Effects of Voluntary Exercise on Cell Proliferation and Neurogenesis in the Dentate Gyrus of Adult FMR1 Knockout Mice.

Fragile X syndrome (FXS) is the most common cause of inherited intellectual disability that can be traced to a single gene mutation. This disorder is caused by the hypermethylation of the gene, which impairs translation of Fragile X Mental Retardation Protein (FMRP). In knockout (KO) mice, the loss of FMRP has been shown to negatively impact adult hippocampal neurogenesis, and to contribute to learning, memory, and emotional deficits. Conversely, physical exercise has been shown to enhance cognitive performance, emotional state, and increase adult hippocampal neurogenesis. In the current experiments, we used two different voluntary running paradigms to examine how exercise impacts adult neurogenesis in the dorsal and ventral hippocampal dentate gyrus (DG) of KO mice. Immunohistochemical analyses showed that short-term (7 day) voluntary running enhanced cell proliferation in both wild-type (WT) and KO mice. In contrast, long-term (28 day) running only enhanced cell proliferation in the whole DG of WT mice, but not in KO mice. Interestingly, cell survival was enhanced in both WT and KO mice following exercise.
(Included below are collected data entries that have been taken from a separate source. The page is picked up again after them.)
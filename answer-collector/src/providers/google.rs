//! Google Gemini `generateContent` client

use async_trait::async_trait;
use reqwest::header::HeaderMap;
use reqwest::{Client, StatusCode};
use serde::{Deserialize, Serialize};
use std::time::{Duration, Instant};

use super::traits::{
    check_request, error_for_status, parse_retry_after, Completion, LLMProvider, ProviderError,
    ProviderResult,
};
use crate::config::ProviderKind;

const DEFAULT_BASE_URL: &str = "https://generativelanguage.googleapis.com/v1beta";

/// Gemini API client
pub struct GoogleClient {
    name: String,
    api_key: String,
    base_url: String,
    http_client: Client,
}

impl GoogleClient {
    pub fn new(api_key: String) -> Self {
        Self {
            name: "google".to_string(),
            api_key,
            base_url: DEFAULT_BASE_URL.to_string(),
            http_client: Client::new(),
        }
    }

    /// Create from environment variable
    pub fn from_env(var: &str) -> ProviderResult<Self> {
        let api_key = std::env::var(var)
            .map_err(|_| ProviderError::Config(format!("{} not set", var)))?;
        Ok(Self::new(api_key))
    }

    pub fn with_name(mut self, name: impl Into<String>) -> Self {
        self.name = name.into();
        self
    }

    pub fn with_base_url(mut self, url: impl Into<String>) -> Self {
        self.base_url = url.into().trim_end_matches('/').to_string();
        self
    }

    pub fn with_timeout(mut self, timeout: Duration) -> ProviderResult<Self> {
        self.http_client = Client::builder().timeout(timeout).build()?;
        Ok(self)
    }
}

#[derive(Serialize)]
struct GenerateRequest<'a> {
    contents: Vec<Content<'a>>,
}

#[derive(Serialize)]
struct Content<'a> {
    role: &'static str,
    parts: Vec<Part<'a>>,
}

#[derive(Serialize)]
struct Part<'a> {
    text: &'a str,
}

#[derive(Deserialize)]
#[serde(rename_all = "camelCase")]
struct GenerateResponse {
    #[serde(default)]
    candidates: Vec<Candidate>,
    #[serde(default)]
    usage_metadata: Option<UsageMetadata>,
    #[serde(default)]
    model_version: Option<String>,
}

#[derive(Deserialize)]
struct Candidate {
    #[serde(default)]
    content: Option<CandidateContent>,
}

#[derive(Deserialize)]
struct CandidateContent {
    #[serde(default)]
    parts: Vec<CandidatePart>,
}

#[derive(Deserialize)]
struct CandidatePart {
    #[serde(default)]
    text: Option<String>,
}

#[derive(Deserialize)]
#[serde(rename_all = "camelCase")]
struct UsageMetadata {
    #[serde(default)]
    prompt_token_count: u32,
    #[serde(default)]
    candidates_token_count: u32,
}

#[derive(Deserialize)]
struct GoogleError {
    error: GoogleErrorDetail,
}

#[derive(Deserialize)]
struct GoogleErrorDetail {
    #[serde(default)]
    message: String,
    #[serde(default)]
    status: Option<String>,
    #[serde(default)]
    details: Vec<GoogleErrorInfo>,
}

#[derive(Deserialize)]
struct GoogleErrorInfo {
    #[serde(default)]
    reason: Option<String>,
}

/// Gemini reports a bad key as 400 `INVALID_ARGUMENT` with reason
/// `API_KEY_INVALID`, so the body decides before the status code does.
fn google_error(status: StatusCode, headers: &HeaderMap, text: &str) -> ProviderError {
    let Ok(GoogleError { error }) = serde_json::from_str::<GoogleError>(text) else {
        return error_for_status(status, headers, format!("HTTP {}: {}", status.as_u16(), text));
    };

    let reasons = error
        .details
        .iter()
        .filter_map(|d| d.reason.as_deref())
        .chain(error.status.as_deref());
    let mut auth = false;
    let mut throttled = false;
    for reason in reasons {
        match reason {
            "API_KEY_INVALID" | "API_KEY_EXPIRED" | "UNAUTHENTICATED" | "PERMISSION_DENIED" => {
                auth = true
            }
            "RESOURCE_EXHAUSTED" | "RATE_LIMIT_EXCEEDED" => throttled = true,
            _ => {}
        }
    }

    if auth {
        ProviderError::Authentication {
            status: status.as_u16(),
            message: error.message,
        }
    } else if throttled {
        ProviderError::RateLimited {
            retry_after: parse_retry_after(headers),
            message: error.message,
        }
    } else {
        error_for_status(status, headers, error.message)
    }
}

#[async_trait]
impl LLMProvider for GoogleClient {
    fn name(&self) -> &str {
        &self.name
    }

    fn kind(&self) -> ProviderKind {
        ProviderKind::Google
    }

    async fn ask(&self, model_id: &str, question_text: &str) -> ProviderResult<Completion> {
        check_request(model_id, question_text)?;

        let start = Instant::now();

        let body = GenerateRequest {
            contents: vec![Content {
                role: "user",
                parts: vec![Part {
                    text: question_text,
                }],
            }],
        };

        let response = self
            .http_client
            .post(format!("{}/models/{}:generateContent", self.base_url, model_id))
            .header("x-goog-api-key", &self.api_key)
            .header("content-type", "application/json")
            .json(&body)
            .send()
            .await?;

        let latency_ms = start.elapsed().as_millis() as u64;
        let status = response.status();

        if !status.is_success() {
            let headers = response.headers().clone();
            let text = response.text().await.unwrap_or_default();
            return Err(google_error(status, &headers, &text));
        }

        let api_response: GenerateResponse = response.json().await?;

        // Blocked prompts come back with a candidate but no content
        let text: String = api_response
            .candidates
            .into_iter()
            .next()
            .and_then(|c| c.content)
            .map(|c| c.parts.into_iter().filter_map(|p| p.text).collect())
            .ok_or_else(|| ProviderError::Malformed("No candidate content".to_string()))?;

        let (input_tokens, output_tokens) = api_response
            .usage_metadata
            .map(|u| (u.prompt_token_count, u.candidates_token_count))
            .unwrap_or((0, 0));

        Ok(Completion {
            text,
            model: api_response
                .model_version
                .unwrap_or_else(|| model_id.to_string()),
            input_tokens,
            output_tokens,
            latency_ms,
        })
    }
}
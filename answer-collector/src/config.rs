//! Configuration management for the answer collector
//!
//! Loads provider, model and collector settings from TOML files and provides
//! runtime access. Credentials never live in the file: each provider names
//! the environment variable that holds its API key.

use indexmap::IndexMap;
use serde::{Deserialize, Serialize};
use std::collections::HashSet;
use std::fs;
use std::path::Path;

/// Root configuration structure
#[derive(Debug, Clone, Serialize, Deserialize)]
pub struct Config {
    #[serde(default)]
    pub providers: IndexMap<String, ProviderConfig>,
    #[serde(default)]
    pub models: Vec<ModelConfig>,
    #[serde(default)]
    pub collector: CollectorSettings,
    #[serde(default)]
    pub store: StoreSettings,
}

/// Wire protocol spoken by a provider
#[derive(Debug, Clone, Copy, PartialEq, Eq, Hash, Serialize, Deserialize)]
#[serde(rename_all = "lowercase")]
pub enum ProviderKind {
    /// OpenAI chat completions, also served by DeepSeek and Together
    OpenAI,
    Anthropic,
    Google,
}

impl ProviderKind {
    pub fn as_str(&self) -> &'static str {
        match self {
            ProviderKind::OpenAI => "openai",
            ProviderKind::Anthropic => "anthropic",
            ProviderKind::Google => "google",
        }
    }
}

impl std::str::FromStr for ProviderKind {
    type Err = String;

    fn from_str(s: &str) -> Result<Self, Self::Err> {
        match s.to_lowercase().as_str() {
            "openai" => Ok(ProviderKind::OpenAI),
            "anthropic" | "claude" => Ok(ProviderKind::Anthropic),
            "google" | "gemini" => Ok(ProviderKind::Google),
            other => Err(format!("Unknown provider kind: {}", other)),
        }
    }
}

impl std::fmt::Display for ProviderKind {
    fn fmt(&self, f: &mut std::fmt::Formatter<'_>) -> std::fmt::Result {
        write!(f, "{}", self.as_str())
    }
}

/// Provider-specific configuration
#[derive(Debug, Clone, Serialize, Deserialize)]
pub struct ProviderConfig {
    pub kind: ProviderKind,
    /// Environment variable holding the API key
    pub api_key_env: String,
    /// Override for the API base URL (DeepSeek, Together, test servers)
    #[serde(default, skip_serializing_if = "Option::is_none")]
    pub base_url: Option<String>,
    #[serde(default = "default_true")]
    pub enabled: bool,
    /// Maximum concurrent requests
    #[serde(default = "default_max_in_flight")]
    pub max_in_flight: usize,
    /// Minimum spacing between two admissions
    #[serde(default)]
    pub min_interval_ms: u64,
    /// Requests per minute, 0 disables the window
    #[serde(default)]
    pub rpm: u32,
    /// First wait after a rate-limit signal
    #[serde(default = "default_backoff_seed_ms")]
    pub backoff_seed_ms: u64,
    /// Upper bound for rate-limit backoff
    #[serde(default = "default_backoff_max_ms")]
    pub backoff_max_ms: u64,
    #[serde(default = "default_max_tokens")]
    pub max_tokens: u32,
}

/// A model answers every question exactly once
#[derive(Debug, Clone, PartialEq, Eq, Serialize, Deserialize)]
pub struct ModelConfig {
    /// Model identifier as the provider's API expects it
    pub id: String,
    /// Key into `Config::providers`
    pub provider: String,
    #[serde(default = "default_true")]
    pub enabled: bool,
}

/// Retry and timeout settings for the collector
#[derive(Debug, Clone, Serialize, Deserialize)]
pub struct CollectorSettings {
    /// Attempts per pair, including the first one
    #[serde(default = "default_max_attempts")]
    pub max_attempts: u32,
    #[serde(default = "default_transient_backoff_ms")]
    pub transient_backoff_ms: u64,
    #[serde(default = "default_transient_backoff_max_ms")]
    pub transient_backoff_max_ms: u64,
    #[serde(default = "default_timeout_ms")]
    pub timeout_ms: u64,
}

/// Where committed answers live
#[derive(Debug, Clone, Serialize, Deserialize)]
pub struct StoreSettings {
    #[serde(default = "default_store_path")]
    pub path: String,
}

// Default value functions
fn default_true() -> bool { true }
fn default_max_in_flight() -> usize { 4 }
fn default_backoff_seed_ms() -> u64 { 1_000 }
fn default_backoff_max_ms() -> u64 { 60_000 }
fn default_max_tokens() -> u32 { 1024 }
fn default_max_attempts() -> u32 { 5 }
fn default_transient_backoff_ms() -> u64 { 500 }
fn default_transient_backoff_max_ms() -> u64 { 8_000 }
fn default_timeout_ms() -> u64 { 120_000 }
fn default_store_path() -> String { "answers".to_string() }

impl Default for CollectorSettings {
    fn default() -> Self {
        Self {
            max_attempts: default_max_attempts(),
            transient_backoff_ms: default_transient_backoff_ms(),
            transient_backoff_max_ms: default_transient_backoff_max_ms(),
            timeout_ms: default_timeout_ms(),
        }
    }
}

impl Default for StoreSettings {
    fn default() -> Self {
        Self {
            path: default_store_path(),
        }
    }
}

impl ProviderConfig {
    /// Provider with default limits
    pub fn new(kind: ProviderKind, api_key_env: impl Into<String>) -> Self {
        Self {
            kind,
            api_key_env: api_key_env.into(),
            base_url: None,
            enabled: true,
            max_in_flight: default_max_in_flight(),
            min_interval_ms: 0,
            rpm: 0,
            backoff_seed_ms: default_backoff_seed_ms(),
            backoff_max_ms: default_backoff_max_ms(),
            max_tokens: default_max_tokens(),
        }
    }

    pub fn with_base_url(mut self, url: impl Into<String>) -> Self {
        self.base_url = Some(url.into());
        self
    }

    pub fn with_min_interval_ms(mut self, ms: u64) -> Self {
        self.min_interval_ms = ms;
        self
    }

    pub fn with_max_in_flight(mut self, n: usize) -> Self {
        self.max_in_flight = n;
        self
    }
}

impl ModelConfig {
    pub fn new(id: impl Into<String>, provider: impl Into<String>) -> Self {
        Self {
            id: id.into(),
            provider: provider.into(),
            enabled: true,
        }
    }
}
Interestingly we found that running promoted cell proliferation and survival in the ventral DG of WTs, but promoted cell survival in the dorsal DG of KOs. Our data indicate that long-term exercise has differential effects on adult neurogenesis in ventral and dorsal hippocampi in KO mice. These results suggest that physical training can enhance hippocampal neurogenesis in the absence of FMRP, may be a potential intervention to enhance learning and memory and emotional regulation in FXS.